Successful thriller writer Nic Stiles receives a mysterious package in the post, apparently from notorious mass-murderer Robert Polanski (I wouldn’t have picked that name either, but it’s not a big issue), and quickly becomes embroiled in an adventure involving shadowy government agencies, determined criminals, and a theoretical physicist. During the course of this, he is forced to team up with his literary rival, Phil Beasley, to get to the bottom of the mystery. One particularly successful element that helps to give Outsourced its unique character is the author’s use of magical elements in the story, something other crime and thriller writers tend to avoid. Gates proves that you can involve unusual and unexpected themes in a gritty and down-to-earth story, and the book is the better for it.

I did have some issues with the novel, however. At times, Outsourced speaks to the importance in indie publishing of hiring an experienced proofreader. Semicolons are overused and break the flow of some passages, and several words are unnecessarily capitalised. This is a shame, as the silly mistakes are distracting (at least, for someone sad like me), and detract from the pacy and gripping narrative.
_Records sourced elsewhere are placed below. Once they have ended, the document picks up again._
//! Schedule reporting and export.
//!
//! Boundary formatting consumed by the CLI: the human-readable execution
//! plan, JSON/CSV exports, per-part split summaries, and the template-data
//! structure handed to the external rendering step that turns schedules into
//! deployment manifests.

use std::collections::HashMap;
use std::fmt::Write as _;

use serde::{Deserialize, Serialize};
use tracing::warn;

use crate::models::{MachineAssignment, MachineRole, PartialSchedule, Schedule};
use crate::scheduler::SplitBalance;

/// Humanizes a machine name for job titles: hyphens become spaces and each
/// word is title-cased (`"gold-lin"` → `"Gold Lin"`).
pub fn humanize_machine_name(name: &str) -> String {
    name.split('-')
        .filter(|part| !part.is_empty())
        .map(|part| {
            let mut chars = part.chars();
            match chars.next() {
                Some(first) => {
                    first.to_uppercase().collect::<String>() + &chars.as_str().to_lowercase()
                }
                None => String::new(),
            }
        })
        .collect::<Vec<_>>()
        .join(" ")
}

/// Renders the human-readable execution plan.
pub fn summary_table(schedule: &Schedule) -> String {
    let mut out = String::new();
    let rule = "=".repeat(80);

    let _ = writeln!(out, "{rule}");
    let _ = writeln!(out, "CRANK SCHEDULER - EXECUTION PLAN");
    let _ = writeln!(out, "{rule}");
    let _ = writeln!(
        out,
        "Total Estimated Time: {:.1} minutes",
        schedule.total_estimated_time()
    );
    let _ = writeln!(out, "Number of Stages: {}", schedule.stages.len());
    let _ = writeln!(out);

    let utilization = schedule.machine_utilization();
    if !utilization.is_empty() {
        let _ = writeln!(out, "MACHINE UTILIZATION:");
        let _ = writeln!(out, "{}", "-".repeat(30));
        let mut names: Vec<&String> = utilization.keys().collect();
        names.sort();
        for name in names {
            let _ = writeln!(out, "{name:20} {:6.1}%", utilization[name]);
        }
        let _ = writeln!(out);
    }

    let _ = writeln!(out, "STAGE BREAKDOWN:");
    let _ = writeln!(out, "{}", "-".repeat(50));

    for stage in &schedule.stages {
        let _ = writeln!(out);
        let _ = writeln!(
            out,
            "Stage {} (Duration: {:.1} min)",
            stage.id,
            stage.estimated_duration()
        );
        let _ = writeln!(out, "  Queue | Scenario                    | Runtime (min) | Machines");
        let _ = writeln!(out, "  ------|-----------------------------|---------------|---------");
        for assignment in stage.assignments() {
            let _ = writeln!(
                out,
                "  {:5} | {:27} | {:13.1} | {}",
                assignment.queue_id,
                assignment.display_name(),
                assignment.estimated_runtime,
                assignment.machine_names().join(", ")
            );
        }
    }

    out
}

/// Renders per-part totals, recurrence expressions, and balance statistics
/// for a split schedule.
pub fn split_summary(parts: &[PartialSchedule], expressions: &[String]) -> String {
    let mut out = String::new();
    let rule = "=".repeat(60);

    let _ = writeln!(out, "{rule}");
    let _ = writeln!(out, "SCHEDULE SPLIT SUMMARY");
    let _ = writeln!(out, "{rule}");
    let _ = writeln!(out, "Parts: {}", parts.len());

    for (index, part) in parts.iter().enumerate() {
        let expression = expressions.get(index).map(String::as_str).unwrap_or("-");
        let _ = writeln!(
            out,
            "{:10}  schedule: {:15}  runtime: {:7.1} min  stages: {}",
            part.name,
            expression,
            part.total_estimated_time(),
            part.stages.len()
        );
    }

    let balance = SplitBalance::calculate(parts);
    let _ = writeln!(out);
    let _ = writeln!(out, "Runtime balance:");
    let _ = writeln!(out, "  Average: {:.1} minutes", balance.average);
    let _ = writeln!(out, "  Range: {:.1} - {:.1} minutes", balance.min, balance.max);
    let _ = writeln!(
        out,
        "  Balance ratio: {:.1}% (lower is better)",
        balance.balance_ratio_pct
    );

    out
}

#[derive(Debug, Serialize)]
struct JsonAssignment<'a> {
    scenario: &'a str,
    queue_id: usize,
    machines: HashMap<&'static str, &'a str>,
    estimated_runtime: f64,
}

#[derive(Debug, Serialize)]
struct JsonStage<'a> {
    stage_id: usize,
    estimated_duration: f64,
    assignments: Vec<JsonAssignment<'a>>,
}

#[derive(Debug, Serialize)]
struct JsonSchedule<'a> {
    total_estimated_time: f64,
    stages: Vec<JsonStage<'a>>,
}

/// Exports a schedule as pretty-printed JSON.
pub fn to_json(schedule: &Schedule) -> serde_json::Result<String> {
    let stages = schedule
        .stages
        .iter()
        .map(|stage| JsonStage {
            stage_id: stage.id,
            estimated_duration: stage.estimated_duration(),
            assignments: stage
                .assignments()
                .iter()
                .map(|a| JsonAssignment {
                    scenario: &a.scenario.name,
                    queue_id: a.queue_id,
                    machines: a
                        .scenario
                        .required_roles()
                        .iter()
                        .filter_map(|&role| a.machine_for(role).map(|m| (role.label(), m)))
                        .collect(),
                    estimated_runtime: a.estimated_runtime,
                })
                .collect(),
        })
        .collect();

    serde_json::to_string_pretty(&JsonSchedule {
        total_estimated_time: schedule.total_estimated_time(),
        stages,
    })
}

/// Exports a schedule as flat CSV rows.
pub fn to_csv(schedule: &Schedule) -> String {
    let mut out = String::from(
        "stage_id,queue_id,scenario,sut_machine,load_machine,db_machine,estimated_runtime,stage_duration\n",
    );

    for stage in &schedule.stages {
        for assignment in stage.assignments() {
            let machine = |role| assignment.machine_for(role).unwrap_or("");
            let _ = writeln!(
                out,
                "{},{},{},{},{},{},{:.1},{:.1}",
                stage.id,
                assignment.queue_id,
                assignment.scenario.name,
                machine(MachineRole::Sut),
                machine(MachineRole::Load),
                machine(MachineRole::Db),
                assignment.estimated_runtime,
                stage.estimated_duration()
            );
        }
    }

    out
}

/// One job entry handed to the external template renderer.
#[derive(Debug, Clone, Serialize, Deserialize)]
pub struct TemplateJob {
    /// Derived job name: `"<scenario name> <humanized target machine>"`.
    pub name: String,
    /// Template reference from the scenario.
    pub template: String,
    /// Selected profiles across the assignment's roles, in role order.
    pub profiles: Vec<String>,
}

/// One group of jobs that execute concurrently (one per stage).
#[derive(Debug, Clone, Serialize, Deserialize)]
pub struct TemplateGroup {
    pub jobs: Vec<TemplateJob>,
}

/// The consumer-facing structure for one partial schedule.
#[derive(Debug, Clone, Serialize, Deserialize)]
pub struct TemplateData {
    /// Recurrence expression for this partial schedule.
    pub schedule: String,
    /// Configured queue names.
    pub queues: Vec<String>,
    /// Stage groups in stage order.
    pub groups: Vec<TemplateGroup>,
}

/// Builds template data for a partial schedule.
///
/// Assignments whose scenario has no template are skipped with a warning;
/// stages that end up with no jobs are omitted.
pub fn template_data(
    partial: &PartialSchedule,
    expression: &str,
    queues: &[String],
) -> TemplateData {
    let mut groups = Vec::new();

    for stage in &partial.stages {
        let jobs: Vec<TemplateJob> = stage
            .assignments()
            .iter()
            .filter_map(template_job)
            .collect();
        if !jobs.is_empty() {
            groups.push(TemplateGroup { jobs });
        }
    }

    TemplateData {
        schedule: expression.to_string(),
        queues: queues.to_vec(),
        groups,
    }
}

fn template_job(assignment: &MachineAssignment) -> Option<TemplateJob> {
    let Some(template) = assignment.scenario.template.clone() else {
        warn!(
            scenario = %assignment.scenario.name,
            "no template defined for scenario; job skipped"
        );
        return None;
    };

    let humanized = humanize_machine_name(&assignment.target_machine);
    let name = if humanized.is_empty() {
        assignment.scenario.name.clone()
    } else {
        format!("{} {}", assignment.scenario.name, humanized)
    };

    let profiles = assignment
        .scenario
        .required_roles()
        .iter()
        .filter_map(|&role| assignment.profile_for(role))
        .map(str::to_string)
        .collect();

    Some(TemplateJob {
        name,
        template,
        profiles,
    })
}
Dialogue is often stilted, and acts too much as exposition throughout. Two entire chapters are centred around a conversation Stiles and Beasley have with physicist Claudia Chan, in which fairly well-known science trivia is explained as though it is ground-breaking research. On the off-chance that anyone reading hasn’t heard of Schrödinger’s Cat, there are other ways round it than having one of your main characters repeatedly exclaim ‘Tell him about the cat’ until your scientist character painstakingly explains the concept.

On this note, unnecessary detail sometimes stymies Gates’ voice, and he is often far too wordy. Sentences like ‘She spotted the person she was seeking, picking away at a keyboard with his left hand, as he simultaneously manipulated a wireless trackpad with his right in a display of cerebral bilocation which would be beyond her own, above average, coordination skills’ abound. In fact, the very first sentence of the novel nearly put me off from the beginning, and it is a testament to Gates’ tight plotting that I stuck with it.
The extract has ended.